Publié le 20 juillet 2012 par Delits

 

Nous sommes en septembre 2011. Dans cette dernière ligne droite avant l’élection présidentielle, tous les hommes politiques et leurs staffs se concentrent sur la crise économique. Pourtant, cette chappe de plomb omniprésente  dans  l’espace médiatique n’est-elle pas en partie hors-sujet aux yeux de nos compatriotes qui veulent d’abord retrouver la maitrise de leur destin ? 

Et, si ce sujet n’était pas le bon ? En cette rentrée électorale, la crise de la dette est sur toutes les lèvres. Au cœur du prochain ouvrage de François Bayrou(1) , objet d’une guerre législative probable, moyen pour les candidats PS d’asseoir une crédibilité présidentielle, ce sujet économique va-t-il cristalliser la présidentielle de 2012 ?

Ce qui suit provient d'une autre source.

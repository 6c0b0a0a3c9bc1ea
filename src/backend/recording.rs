//! Recording backend
//!
//! A [`Backend`] that never touches a GPU. It exists so the ownership and
//! command-sequencing rules of the wrappers can be checked on any machine:
//!
//! - every handle carries an id and a [`ResourceKind`]; creation and release
//!   are counted per kind and appended to a lifecycle log,
//! - every queue and pass call is appended to a [`Command`] log,
//! - buffer contents live in host memory and can be read back,
//! - [`RecordingBackend::fail_next`] makes the next creation of a kind fail,
//!   and [`RecordingBackend::fail_acquire`] queues surface acquisition errors.
//!
//! Bind groups are checked against their layout the way a real device would
//! (entry count, slot indices, minimum binding size), so mismatches surface as
//! creation errors here too.

use std::cell::RefCell;
use std::collections::{HashMap, HashSet, VecDeque};
use std::ops::Range;
use std::rc::Rc;

use super::{Backend, RawBindGroupEntry, RawBindingResource, RawRenderPipelineDescriptor};
use crate::encoder::RenderPassDescriptor;
use crate::errors::{EmberError, Result};

/// Kinds of native handle tracked by the recorder.
#[derive(Debug, Clone, Copy, PartialEq, Eq, Hash)]
pub enum ResourceKind {
    Buffer,
    Sampler,
    TextureView,
    SurfaceTexture,
    ShaderModule,
    BindGroupLayout,
    BindGroup,
    PipelineLayout,
    RenderPipeline,
    CommandEncoder,
    RenderPass,
    CommandBuffer,
}

/// Handle creation or release.
#[derive(Debug, Clone, Copy, PartialEq, Eq)]
pub enum Lifecycle {
    Created(ResourceKind, u64),
    Released(ResourceKind, u64),
}

/// A recorded queue, surface or pass call.
#[derive(Debug, Clone, PartialEq)]
pub enum Command {
    ConfigureSurface {
        width: u32,
        height: u32,
    },
    AcquireSurfaceTexture {
        texture: u64,
    },
    Present {
        texture: u64,
    },
    WriteBuffer {
        buffer: u64,
        offset: u64,
        len: u64,
    },
    BeginRenderPass {
        encoder: u64,
        label: Option<String>,
        color_loads: Vec<wgpu::LoadOp<wgpu::Color>>,
        depth: bool,
    },
    SetPipeline {
        pipeline: u64,
    },
    SetBindGroup {
        index: u32,
        group: u64,
    },
    SetVertexBuffer {
        slot: u32,
        buffer: u64,
    },
    SetIndexBuffer {
        buffer: u64,
        format: wgpu::IndexFormat,
    },
    Draw {
        vertices: Range<u32>,
        instances: Range<u32>,
    },
    DrawIndexed {
        indices: Range<u32>,
        base_vertex: i32,
        instances: Range<u32>,
    },
    EndRenderPass,
    Finish {
        encoder: u64,
    },
    Submit {
        command_buffers: Vec<u64>,
    },
}

#[derive(Default)]
struct State {
    next_id: u64,
    created: HashMap<ResourceKind, usize>,
    released: HashMap<ResourceKind, usize>,
    lifecycle: Vec<Lifecycle>,
    commands: Vec<Command>,
    buffers: HashMap<u64, Vec<u8>>,
    fail_next: HashSet<ResourceKind>,
    acquire_errors: VecDeque<wgpu::SurfaceError>,
}

type Shared = Rc<RefCell<State>>;

/// An owned recorded handle. Dropping it records the release.
pub struct Handle {
    id: u64,
    kind: ResourceKind,
    state: Shared,
}

impl Handle {
    #[inline]
    #[must_use]
    pub fn id(&self) -> u64 {
        self.id
    }

    #[inline]
    #[must_use]
    pub fn kind(&self) -> ResourceKind {
        self.kind
    }
}

impl Drop for Handle {
    fn drop(&mut self) {
        let mut state = self.state.borrow_mut();
        *state.released.entry(self.kind).or_default() += 1;
        state.lifecycle.push(Lifecycle::Released(self.kind, self.id));
        if self.kind == ResourceKind::Buffer {
            state.buffers.remove(&self.id);
        }
    }
}

impl std::fmt::Debug for Handle {
    fn fmt(&self, f: &mut std::fmt::Formatter<'_>) -> std::fmt::Result {
        write!(f, "{:?}#{}", self.kind, self.id)
    }
}

#[derive(Debug)]
pub struct RecordedBuffer {
    handle: Handle,
    size: u64,
}

impl RecordedBuffer {
    #[must_use]
    pub fn id(&self) -> u64 {
        self.handle.id
    }
}

#[derive(Debug)]
pub struct RecordedLayout {
    handle: Handle,
    entries: Vec<wgpu::BindGroupLayoutEntry>,
}

impl RecordedLayout {
    #[must_use]
    pub fn id(&self) -> u64 {
        self.handle.id
    }

    #[must_use]
    pub fn entries(&self) -> &[wgpu::BindGroupLayoutEntry] {
        &self.entries
    }
}

/// A resource bound in a recorded bind group.
#[derive(Debug, Clone, Copy, PartialEq, Eq)]
pub enum RecordedResource {
    Buffer { buffer: u64, offset: u64, size: u64 },
    TextureView(u64),
    Sampler(u64),
}

#[derive(Debug)]
pub struct RecordedBindGroup {
    handle: Handle,
    layout: u64,
    bindings: Vec<(u32, RecordedResource)>,
}

impl RecordedBindGroup {
    #[must_use]
    pub fn id(&self) -> u64 {
        self.handle.id
    }

    #[must_use]
    pub fn layout_id(&self) -> u64 {
        self.layout
    }

    /// `(slot, resource)` pairs in declaration order.
    #[must_use]
    pub fn bindings(&self) -> &[(u32, RecordedResource)] {
        &self.bindings
    }
}

#[derive(Debug)]
pub struct RecordedPipelineLayout {
    handle: Handle,
    bind_group_layouts: Vec<u64>,
}

impl RecordedPipelineLayout {
    #[must_use]
    pub fn id(&self) -> u64 {
        self.handle.id
    }

    #[must_use]
    pub fn bind_group_layouts(&self) -> &[u64] {
        &self.bind_group_layouts
    }
}

#[derive(Debug)]
pub struct RecordedPipeline {
    handle: Handle,
    layout: u64,
    vertex_buffers: Vec<u64>,
    has_depth: bool,
}

impl RecordedPipeline {
    #[must_use]
    pub fn id(&self) -> u64 {
        self.handle.id
    }

    #[must_use]
    pub fn layout_id(&self) -> u64 {
        self.layout
    }

    /// Array stride of each declared vertex buffer layout.
    #[must_use]
    pub fn vertex_strides(&self) -> &[u64] {
        &self.vertex_buffers
    }

    #[must_use]
    pub fn has_depth_stencil(&self) -> bool {
        self.has_depth
    }
}

#[derive(Debug)]
pub struct RecordedPass {
    handle: Handle,
}

impl RecordedPass {
    #[must_use]
    pub fn id(&self) -> u64 {
        self.handle.id
    }
}

/// Read access to a [`RecordingBackend`]'s counters and logs.
///
/// Shares state with the backend, so it can still be queried after the
/// backend (and every handle it created) has been dropped.
#[derive(Clone)]
pub struct Probe(Shared);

Si la question de la dette connait un regain d’intérêt de la part de nos compatriotes ces derniers mois, si l’inquiétude autour des sujets macro-économiques ne saurait faire débat, il semble que la capacité de ce sujet à différencier les candidats, et à impliquer nos concitoyens, soit limitée. Entre février 2009 et août 2011, la part de français se déclarant très inquiets sur la question de la dette est demeurée sensiblement la même, passant de 23% à 25%. Un sondage CSA, réalisé au cœur de la crise en cette fin d’été 2011, révèle que la dette n’émerge qu’en 6ème position des sujets jugés importants par nos compatriotes, -17%- bien loin derrière l’emploi ou l’éducation (respectivement 42% et 35%).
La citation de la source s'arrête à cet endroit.